2023: 1848/49 nach 175 Jahren (Theo Jung)
Jahresvortrag 2023
1848/49 nach 175 Jahren
Kritische Perspektiven auf eine demokratiegeschichtliche Vereinnahmung
Prof. Dr. Theo Jung
In einer Zeit, in der die Demokratie vielfach als von innen wie von außen bedroht wahrgenommen wird, ist Demokratiegeschichte gegenwärtig in aller Munde. Im Schulunterricht, an außerschulischen Lernorten, bei Gedenkveranstaltungen, in Ausstellungen und auf Festivals zeigt sich das Bemühen, die Auseinandersetzung mit der Geschichte für politische Bildungszwecke fruchtbar zu machen. Gleichzeitig haben solche Schwerpunktverschiebungen auch in der Geschichtswissenschaft neue Auseinandersetzungen mit der Demokratiegeschichte hervorgerufen. In Debatten über die Licht- und Schattenseiten des Kaiserreichs, über die Hohenzollern im Nationalsozialismus und über Hedwig Richters Versuch, die Demokratiegeschichte publikumswirksam als eine „deutsche Affäre“ zu erzählen, prallen unterschiedliche Positionen teilweise mit erheblicher rhetorischer Wucht aufeinander. Mit Blick auf das laufende 175-jährige Jubiläum fragt Theo Jung nach den Implikationen dieses neuen geschichtspolitischen Paradigmas für die historische Auseinandersetzung mit den Revolutionen von 1848/49. Inwiefern lassen sich die Ereignisse dieser Jahre als „demokratischer Aufbruch“ erzählen und wie verschiebt sich das Verhältnis zwischen historischen und gegenwärtigen Perspektiven, wenn die Komplexität des Revolutionsgeschehens auf die Vorgeschichte unserer Gegenwart reduziert wird?

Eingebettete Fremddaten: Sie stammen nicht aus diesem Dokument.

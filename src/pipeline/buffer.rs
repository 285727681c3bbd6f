//! Stream ring buffer and marker-anchored epoch extraction
//!
//! The buffer keeps the most recent `capacity` samples per channel. Each
//! accepted marker becomes a pending request for `[onset − pre, onset + post)`.
//! After every append the pending requests are walked in registration order:
//! a request whose start has already fallen out of the ring is abandoned with
//! a buffer overrun, and a request whose end has been written is sliced into
//! an [`Epoch`]. Extraction only reads the ring, so overlapping windows are
//! independent.

use crate::config::SessionConfig;
use crate::error::{ErdError, Result, SourceError};
use crate::types::{Epoch, Marker, SampleBlock};

/// A marker waiting for enough samples after its onset.
#[derive(Debug, Clone, PartialEq)]
pub struct ExtractionRequest {
    pub marker: Marker,
    /// First sample of the window; negative when the baseline predates the stream
    pub start: i64,
    /// One past the last sample of the window
    pub end: u64,
}

/// Ring buffer of recent samples plus the pending extraction set.
pub struct StreamBuffer {
    ring: Vec<Vec<f64>>,
    capacity: usize,
    write_index: u64,
    pre_samples: usize,
    post_samples: usize,
    pending: Vec<ExtractionRequest>,
    /// Accept one forward jump on the next append
    resync: bool,
}

impl StreamBuffer {
    /// Create a buffer for `channels` channels holding `capacity` samples each.
    pub fn new(channels: usize, capacity: usize, pre_samples: usize, post_samples: usize) -> Self {
        let capacity = capacity.max(1);
        Self {
            ring: vec![vec![0.0; capacity]; channels],
            capacity,
            write_index: 0,
            pre_samples,
            post_samples,
            pending: Vec::new(),
            resync: false,
        }
    }

    /// Size the buffer from the session configuration.
    pub fn from_config(config: &SessionConfig, channels: usize) -> Self {
        let capacity = config.retention_samples();
        let required = config.required_retention_samples();
        if capacity < required {
            tracing::warn!(
                "Buffer retention of {} samples is below the {} samples an epoch needs; \
                 markers will overrun",
                capacity,
                required
            );
        }
        tracing::debug!(
            "Stream buffer: {} channels x {} samples (epoch {}+{})",
            channels,
            capacity,
            config.pre_samples(),
            config.post_samples()
        );
        Self::new(channels, capacity, config.pre_samples(), config.post_samples())
    }

    pub fn channel_count(&self) -> usize {
        self.ring.len()
    }

    pub fn capacity(&self) -> usize {
        self.capacity
    }

    /// Global index of the next sample to be written
    pub fn write_index(&self) -> u64 {
        self.write_index
    }

    /// Global index of the oldest sample still held
    pub fn oldest_retained(&self) -> u64 {
        self.write_index.saturating_sub(self.capacity as u64)
    }

    pub fn pending_count(&self) -> usize {
        self.pending.len()
    }

    pub fn pending(&self) -> &[ExtractionRequest] {
        &self.pending
    }

    /// Append a block. Blocks must arrive contiguously and with the buffer's
    /// channel count.
    pub fn append(&mut self, block: &SampleBlock) -> Result<()> {
        if block.channel_count() != self.ring.len() || !block.is_rectangular() {
            return Err(SourceError::Malformed(format!(
                "Block at sample {} has {} channels (expected {}) or ragged channels",
                block.start_index,
                block.channel_count(),
                self.ring.len()
            ))
            .into());
        }
        if block.start_index > self.write_index && self.resync {
            self.fill_gap(block.start_index);
        }
        if block.start_index != self.write_index {
            return Err(SourceError::Malformed(format!(
                "Block starts at sample {} but buffer expects {}",
                block.start_index, self.write_index
            ))
            .into());
        }
        self.resync = false;

        let len = block.len();
        // Only the tail of an oversized block can survive
        let skip = len.saturating_sub(self.capacity);
        for (ring, samples) in self.ring.iter_mut().zip(&block.data) {
            for (offset, &v) in samples.iter().enumerate().skip(skip) {
                let global = self.write_index + offset as u64;
                ring[(global % self.capacity as u64) as usize] = v;
            }
        }
        self.write_index += len as u64;
        Ok(())
    }

    /// Allow the next block to start past the write index, as after a
    /// reconnect that skipped samples.
    pub fn resync(&mut self) {
        self.resync = true;
    }

    /// Advance to `next` with NaN for the missing samples. Epochs that
    /// overlap the gap come out undefined.
    fn fill_gap(&mut self, next: u64) {
        let missing = next - self.write_index;
        tracing::warn!(
            "Stream resumed at sample {}; {} samples are missing",
            next,
            missing
        );
        let first = next.saturating_sub(self.capacity as u64).max(self.write_index);
        for ring in &mut self.ring {
            for global in first..next {
                ring[(global % self.capacity as u64) as usize] = f64::NAN;
            }
        }
        self.write_index = next;
    }

    /// Register a pending extraction for a marker.
    pub fn register(&mut self, marker: Marker) {
        let start = marker.onset as i64 - self.pre_samples as i64;
        let end = marker.onset + self.post_samples as u64;
        self.pending.push(ExtractionRequest { marker, start, end });
    }

    /// Resolve every request that can be decided now, in registration order.
    ///
    /// Returns one entry per resolved request: the epoch, or a
    /// [`ErdError::BufferOverrun`] for a request whose baseline is gone.
    pub fn resolve(&mut self) -> Vec<Result<Epoch>> {
        let oldest = self.oldest_retained();
        let written = self.write_index;
        let mut resolved = Vec::new();
        let mut still_pending = Vec::with_capacity(self.pending.len());

        for request in std::mem::take(&mut self.pending) {
            if request.start < oldest as i64 {
                resolved.push(Err(ErdError::BufferOverrun {
                    description: request.marker.description.clone(),
                    onset: request.marker.onset,
                    required_start: request.start,
                    oldest_retained: oldest,
                }));
            } else if written >= request.end {
                let data = self.slice(request.start as u64, request.end);
                resolved.push(Ok(Epoch {
                    marker: request.marker,
                    pre_samples: self.pre_samples,
                    post_samples: self.post_samples,
                    data,
                }));
            } else {
                still_pending.push(request);
            }
        }

        self.pending = still_pending;
        resolved
    }

    /// Drop all pending requests (used on shutdown).
    pub fn abandon_pending(&mut self) -> Vec<ExtractionRequest> {
        std::mem::take(&mut self.pending)
    }

    /// Copy `[start, end)` out of the ring. Caller guarantees the range is retained.
    fn slice(&self, start: u64, end: u64) -> Vec<Vec<f64>> {
        let cap = self.capacity as u64;
        self.ring
            .iter()
            .map(|ring| {
                (start..end)
                    .map(|g| ring[(g % cap) as usize])
                    .collect()
            })
            .collect()
    }
}
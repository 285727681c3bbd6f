//! Integration tests replaying persisted sessions through the full pipeline

mod common;

use common::builders::{ConfigBuilder, RecordingBuilder};
use common::mock_helpers::run_to_completion;
use erd_stream::analysis::{calculate_erd_across_trials, extract_epoch, ErdCalculator};
use erd_stream::pipeline::Session;
use erd_stream::session::RecordedSession;
use erd_stream::types::{mean_of_defined, PipelineState};
use std::time::Duration;
use tempfile::TempDir;

const FS: f64 = 250.0;

/// 12 s, three markers whose post-stimulus second is attenuated to half
/// amplitude.
fn attenuated_recording() -> RecordingBuilder {
    let mut builder = RecordingBuilder::new(FS, 4).seconds(12.0);
    for onset in [750u64, 1500, 2250] {
        builder = builder
            .gain(onset as usize, onset as usize + 250, 0.5)
            .marker(onset, "S  1");
    }
    builder
}

#[test]
fn test_replay_produces_one_result_per_marker() {
    let dir = TempDir::new().unwrap();
    attenuated_recording().write(dir.path(), "source");

    let config = ConfigBuilder::new(FS).replay(dir.path(), "source").build();
    let run = run_to_completion(Session::from_config(config).unwrap(), Duration::from_secs(30));

    assert!(run.summary.is_success(), "{:?}", run.summary.failure);
    assert_eq!(run.summary.final_state, PipelineState::Closed);
    assert_eq!(run.summary.stats.samples, 3000);
    assert_eq!(run.summary.results(), 3);
    assert_eq!(run.summary.overruns(), 0);

    let onsets: Vec<u64> = run.results.iter().map(|r| r.marker_stream_pos).collect();
    assert_eq!(onsets, vec![750, 1500, 2250]);
    for result in &run.results {
        assert_eq!(result.channel_names, vec!["Ch1", "Ch2", "Ch3", "Ch4"]);
        assert_eq!(result.undefined_channels(), 0);
        let mean = result.erd_mean.unwrap();
        // Half amplitude is a quarter of the power
        assert!(mean < -50.0 && mean > -90.0, "ERD {} not a desynchronization", mean);
    }
}

#[test]
fn test_persisted_replay_matches_source() {
    let source_dir = TempDir::new().unwrap();
    let out_dir = TempDir::new().unwrap();
    let recording = attenuated_recording().write(source_dir.path(), "source");

    let config = ConfigBuilder::new(FS)
        .replay(source_dir.path(), "source")
        .persist_to(out_dir.path(), "replayed")
        .build();
    let run = run_to_completion(Session::from_config(config).unwrap(), Duration::from_secs(30));
    assert!(run.summary.is_success());
    assert!(run.summary.persistence.complete);
    assert_eq!(run.summary.persistence.samples_written, 3000);
    assert_eq!(run.summary.persistence.markers_written, 3);

    let replayed = RecordedSession::load(out_dir.path(), "replayed").unwrap();
    assert!(replayed.metadata.complete);
    assert!(replayed.metadata.ended_at.is_some());
    assert_eq!(replayed.data, recording.data);
    let onsets: Vec<u64> = replayed.markers.iter().map(|m| m.onset).collect();
    assert_eq!(onsets, vec![750, 1500, 2250]);
}

#[test]
fn test_offline_epochs_reproduce_online_results() {
    let source_dir = TempDir::new().unwrap();
    let out_dir = TempDir::new().unwrap();
    attenuated_recording().write(source_dir.path(), "source");

    let config = ConfigBuilder::new(FS)
        .replay(source_dir.path(), "source")
        .persist_to(out_dir.path(), "replayed")
        .build();
    let run = run_to_completion(
        Session::from_config(config.clone()).unwrap(),
        Duration::from_secs(30),
    );
    assert_eq!(run.results.len(), 3);

    let stored = RecordedSession::load(out_dir.path(), "replayed").unwrap();
    let mut calculator = ErdCalculator::new(&config, stored.channel_names().to_vec()).unwrap();
    for (marker, online) in stored.markers.iter().zip(&run.results) {
        let epoch = extract_epoch(
            &stored.data,
            marker,
            config.pre_samples(),
            config.post_samples(),
        )
        .unwrap();
        let offline = calculator.compute(&epoch).unwrap();
        assert_eq!(offline.marker_stream_pos, online.marker_stream_pos);
        assert_eq!(offline.erd_percent, online.erd_percent);
    }

    let categories =
        calculate_erd_across_trials(&mut calculator, &config, &stored.data, &stored.markers);
    assert_eq!(categories.len(), 1);
    assert_eq!(categories[0].trials, 3);
    assert_eq!(categories[0].defined, 3);
    let online_means: Vec<Option<f64>> = run.results.iter().map(|r| r.erd_mean).collect();
    let (expected, _) = mean_of_defined(&online_means);
    common::assert_float_eq(categories[0].mean_erd.unwrap(), expected.unwrap(), 1e-9);
}

#[test]
fn test_only_unservable_markers_overrun() {
    let dir = TempDir::new().unwrap();
    // The buffer holds exactly one epoch. Replay blocks are 5 samples, so a
    // marker whose epoch ends on a block boundary is still fully retained
    // while one ending mid-block has lost its first samples.
    RecordingBuilder::new(FS, 4)
        .seconds(8.0)
        .marker(100, "early")
        .marker(750, "aligned")
        .marker(1502, "unaligned")
        .write(dir.path(), "source");

    let config = ConfigBuilder::new(FS)
        .replay(dir.path(), "source")
        .retention(2.0)
        .build();
    let run = run_to_completion(Session::from_config(config).unwrap(), Duration::from_secs(30));

    assert!(run.summary.is_success());
    assert_eq!(run.results.len(), 1);
    assert_eq!(run.results[0].marker_description, "aligned");
    assert_eq!(run.summary.overruns(), 2);

    let mut overrun: Vec<&str> = run.overruns.iter().map(|(d, _)| d.as_str()).collect();
    overrun.sort_unstable();
    assert_eq!(overrun, vec!["early", "unaligned"]);
}

#[test]
fn test_focus_markers_filter_replay() {
    let dir = TempDir::new().unwrap();
    RecordingBuilder::new(FS, 2)
        .seconds(6.0)
        .marker(500, "S  1")
        .marker(1000, "S  2")
        .write(dir.path(), "source");

    let config = ConfigBuilder::new(FS)
        .replay(dir.path(), "source")
        .focus_markers(&["S  2"])
        .build();
    let run = run_to_completion(Session::from_config(config).unwrap(), Duration::from_secs(30));

    assert_eq!(run.summary.stats.markers, 2);
    assert_eq!(run.summary.stats.markers_ignored, 1);
    assert_eq!(run.results.len(), 1);
    assert_eq!(run.results[0].marker_stream_pos, 1000);
}

#[test]
fn test_missing_recording_fails_session() {
    let dir = TempDir::new().unwrap();
    let config = ConfigBuilder::new(FS).replay(dir.path(), "absent").build();
    let session = Session::from_config(config)
        .unwrap()
        .with_retry_policy(erd_stream::source::RetryPolicy::none());
    let run = run_to_completion(session, Duration::from_secs(10));

    assert!(!run.summary.is_success());
    assert_eq!(run.summary.final_state, PipelineState::Closed);
    assert!(run.results.is_empty());
    assert!(run.states.contains(&PipelineState::Connecting));
}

Theo Jung ist Professor für Neuere und Neueste Geschichte an der Martin-Luther-Universität Halle-Wittenberg. In seiner Forschung beschäftigt er sich mit den kulturellen und politischen Transformationsprozessen in Europa vom späten 18. bis zum frühen 20. Jahrhundert. Unter anderem als Mitglied im Beirat der neuen Bundesstiftung „Orte der deutschen Demokratiegeschichte“ engagiert er sich darüber hinaus an der Schnittstelle zwischen Geschichtswissenschaft und Geschichtspolitik.